:: Data ::
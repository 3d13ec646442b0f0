//! Line totals, subtotal, tax and grand total.
//!
//! Everything here is infallible: input that does not parse as a number
//! counts as zero.

use std::sync::LazyLock;

use regex::Regex;

use crate::model::{LineItem, NumericInput, Totals};

/// Fixed GST rate applied to the subtotal.
pub const TAX_RATE: f64 = 0.18;

static LEADING_NUMBER: LazyLock<Regex> = LazyLock::new(|| {
    Regex::new(r"^[+-]?(?:Infinity|(?:[0-9]+\.?[0-9]*|\.[0-9]+)(?:[eE][+-]?[0-9]+)?)")
        .expect("leading number pattern is valid")
});

/// Parse the longest numeric prefix of `raw`, ignoring leading whitespace.
///
/// `"12.5kg"` is 12.5, `"  3"` is 3, `"abc"` and `""` are `None`.
pub fn parse_number(raw: &str) -> Option<f64> {
    let m = LEADING_NUMBER.find(raw.trim_start())?;
    let text = m.as_str();
    match text.trim_start_matches(['+', '-']) {
        "Infinity" if text.starts_with('-') => Some(f64::NEG_INFINITY),
        "Infinity" => Some(f64::INFINITY),
        _ => text.parse::<f64>().ok(),
    }
}

pub fn to_number(input: &NumericInput) -> f64 {
    parse_number(input.as_str()).unwrap_or(0.0)
}

pub fn line_total(item: &LineItem) -> f64 {
    to_number(&item.quantity) * to_number(&item.rate)
}

/// Sums line totals in slice order so repeated calls round identically.
pub fn compute_totals(items: &[LineItem]) -> Totals {
    let subtotal: f64 = items.iter().map(line_total).sum();
    let tax = subtotal * TAX_RATE;
    Totals {
        subtotal,
        tax,
        total: subtotal + tax,
    }
}
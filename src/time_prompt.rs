//! Turns a time-point selection into the English instruction appended to the
//! user's scene text.
//!
//! Output is deterministic and begins with a newline, except for
//! [`TimeMode::CurrentOnly`] which contributes nothing.

use crate::time_control::{TimeControl, TimeMode, TimeUnit};

pub fn synthesize(mode: TimeMode, unit: TimeUnit, image_count: u32) -> String {
    match mode {
        TimeMode::CurrentOnly => String::new(),
        TimeMode::SceneStart => scene_start(image_count),
        TimeMode::SceneEnd => scene_end(image_count),
        TimeMode::CustomFuture { offset } => custom_future(offset.abs(), unit, image_count),
        TimeMode::CustomPast { offset } => custom_past(offset.abs(), unit, image_count),
    }
}

impl TimeControl {
    pub fn instruction(&self) -> String {
        synthesize(self.mode(), self.unit(), self.image_count())
    }
}

fn scene_start(count: u32) -> String {
    if count <= 1 {
        "\nGenerate the initial image showing the very beginning of this scene.".to_string()
    } else {
        format!(
            "\nGenerate {count} separate, independent images proceeding from the beginning of this scene, including its initial stages."
        )
    }
}

fn scene_end(count: u32) -> String {
    if count <= 1 {
        "\nGenerate the final image showing the end of this scene.".to_string()
    } else {
        format!(
            "\nGenerate {count} separate, independent images in sequence through this scene to its end, including the intermediate stages."
        )
    }
}

fn custom_future(offset: f64, unit: TimeUnit, count: u32) -> String {
    if count <= 1 {
        return format!("\nDepict this scene {offset} {unit} after the present moment.");
    }

    let interval = offset / f64::from(count - 1);
    let labels: Vec<String> = (0..count)
        .map(|i| {
            if i == 0 {
                "time 0 (now)".to_string()
            } else {
                let point = round2(interval * f64::from(i));
                format!("{} {unit} later", format_time_point(point))
            }
        })
        .collect();

    format!(
        "\nGenerate {count} distinct, separate, independent images of this scene at the following intervals: {}.",
        labels.join(", ")
    )
}

fn custom_past(offset: f64, unit: TimeUnit, count: u32) -> String {
    if count <= 1 {
        return format!("\nImagine and generate this scene as it was {offset} {unit} before the present moment.");
    }

    let interval = offset / f64::from(count - 1);
    let labels: Vec<String> = (0..count)
        .map(|i| {
            let point = round2(offset - interval * f64::from(i));
            if point == 0.0 {
                "present moment".to_string()
            } else {
                format!("{} {unit} before", format_time_point(point))
            }
        })
        .collect();

    format!(
        "\nGenerate {count} distinct, separate, independent images of this scene at the following intervals, ordered from the most distant past to the present: {}.",
        labels.join(", ")
    )
}

fn round2(value: f64) -> f64 {
    (value * 100.0).round() / 100.0
}

/// Renders a rounded time point with the fewest digits needed: `5`, `2.5`, `3.33`.
pub fn format_time_point(value: f64) -> String {
    let fixed = format!("{:.2}", round2(value));
    let trimmed = fixed.trim_end_matches('0').trim_end_matches('.');
    match trimmed {
        "-0" | "" => "0".to_string(),
        other => other.to_string(),
    }
}
use axum::{http::StatusCode, response::{IntoResponse, Response}, Json};
use serde_json::json;
use thiserror::Error;
use tracing::error;

use crate::orchestrator::GenerationError;

#[derive(Debug, Error)]
pub enum AppError {
    #[error("{0}")]
    Validation(String),
    #[error("A generation is already in progress")]
    Busy,
    #[error("Not found: {0}")]
    NotFound(String),
    #[error(transparent)]
    Generation(#[from] GenerationError),
}

impl AppError {
    pub fn status(&self) -> StatusCode {
        match self {
            AppError::Validation(_) | AppError::Generation(GenerationError::Validation(_)) => StatusCode::BAD_REQUEST,
            AppError::Busy => StatusCode::CONFLICT,
            AppError::NotFound(_) => StatusCode::NOT_FOUND,
            AppError::Generation(GenerationError::ImageSynthesis(_)) => StatusCode::INTERNAL_SERVER_ERROR,
            AppError::Generation(_) => StatusCode::BAD_GATEWAY,
        }
    }
}

impl IntoResponse for AppError {
    fn into_response(self) -> Response {
        let status = self.status();
        if status.is_server_error() {
            error!("❌ {}", self);
        }
        let message = match &self {
            // Generic wording for the UI; details stay in the log.
            AppError::Generation(GenerationError::MalformedResponse(_)) => {
                "Image generation failed: the model returned an unreadable response. Please try again.".to_string()
            }
            other => other.to_string(),
        };
        (status, Json(json!({ "error": message }))).into_response()
    }
}
use crate::aspect_ratio::{self, AspectRatio, AspectRatioError};
use crate::models::ReferenceImage;
use crate::time_control::TimeControl;

/// `trim(user_text) + time_clause + aspect_clause`, with no separators added.
pub fn compose(user_text: &str, time_clause: &str, aspect_clause: &str) -> String {
    let user_text = user_text.trim();
    let mut prompt = String::with_capacity(user_text.len() + time_clause.len() + aspect_clause.len());
    prompt.push_str(user_text);
    prompt.push_str(time_clause);
    prompt.push_str(aspect_clause);
    prompt
}

#[derive(Debug, Clone)]
pub struct ComposedPrompt {
    pub text: String,
    /// User uploads in their original order, then the aspect-ratio blank if any.
    pub images: Vec<ReferenceImage>,
}

impl ComposedPrompt {
    pub fn has_blank_image(&self) -> bool {
        self.images
            .last()
            .is_some_and(|img| img.source == crate::models::ImageSource::AspectRatioBlank)
    }
}

/// Builds the exact text and image list the image model receives.
pub fn assemble(
    user_text: &str,
    time_control: &TimeControl,
    ratio: AspectRatio,
    uploads: Vec<ReferenceImage>,
) -> Result<ComposedPrompt, AspectRatioError> {
    let resolved = aspect_ratio::resolve(ratio)?;
    let text = compose(user_text, &time_control.instruction(), resolved.prompt_suffix);

    let mut images = uploads;
    images.extend(resolved.blank_image);

    Ok(ComposedPrompt { text, images })
}

#[cfg(test)]
mod tests {
    use super::*;
    use crate::models::ImageSource;
    use crate::time_control::{TimeMode, TimeUnit};
    use pretty_assertions::assert_eq;

    #[test]
    fn compose_is_plain_concatenation_after_trim() {
        assert_eq!(
            compose("  a cat on a roof \n", "\nGenerate the final image.", " Keep it square."),
            "a cat on a roof\nGenerate the final image. Keep it square."
        );
        assert_eq!(compose("x", "", ""), "x");
    }

    #[test]
    fn assemble_appends_blank_image_last() {
        let uploads = vec![
            ReferenceImage::uploaded(Some("a.png".into()), "image/png", vec![1, 2, 3]),
            ReferenceImage::uploaded(Some("b.jpg".into()), "image/jpeg", vec![4, 5]),
        ];
        let state = TimeControl::new(TimeMode::CustomFuture { offset: 10.0 }, TimeUnit::Minutes, 3);

        let composed = assemble(" a harbor at dawn ", &state, AspectRatio::Landscape, uploads).unwrap();

        assert_eq!(composed.images.len(), 3);
        assert_eq!(composed.images[0].name.as_deref(), Some("a.png"));
        assert_eq!(composed.images[1].name.as_deref(), Some("b.jpg"));
        assert_eq!(composed.images[2].source, ImageSource::AspectRatioBlank);
        assert!(composed.has_blank_image());
        assert_eq!(
            composed.text,
            "a harbor at dawn\nGenerate 3 distinct, separate, independent images of this scene at the following intervals: time 0 (now), 5 minutes later, 10 minutes later. Maintain the aspect ratio of the last reference white blank image."
        );
    }

    #[test]
    fn auto_ratio_and_current_only_leave_text_untouched() {
        let state = TimeControl::new(TimeMode::CurrentOnly, TimeUnit::Minutes, 1);
        let composed = assemble("a quiet street", &state, AspectRatio::Auto, Vec::new()).unwrap();
        assert_eq!(composed.text, "a quiet street");
        assert!(composed.images.is_empty());
        assert!(!composed.has_blank_image());
    }
}
pub mod aspect_ratio;
pub mod config;
pub mod error;
pub mod gemini;
pub mod models;
pub mod orchestrator;
pub mod prompt;
pub mod rate_limit;
pub mod routes;
pub mod suggestion;
pub mod time_control;
pub mod time_prompt;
:::
_To do:_ Each line above where the word "following" occurs should be copied out.

_Response to the exercise:_
        "\nGenerate {count} distinct, separate, independent images of this scene at the following intervals: {}.",
        "\nGenerate {count} distinct, separate, independent images of this scene at the following intervals, ordered from the most distant past to the present: {}.",
            "a harbor at dawn\nGenerate 3 distinct, separate, independent images of this scene at the following intervals: time 0 (now), 5 minutes later, 10 minutes later. Maintain the aspect ratio of the last reference white blank image."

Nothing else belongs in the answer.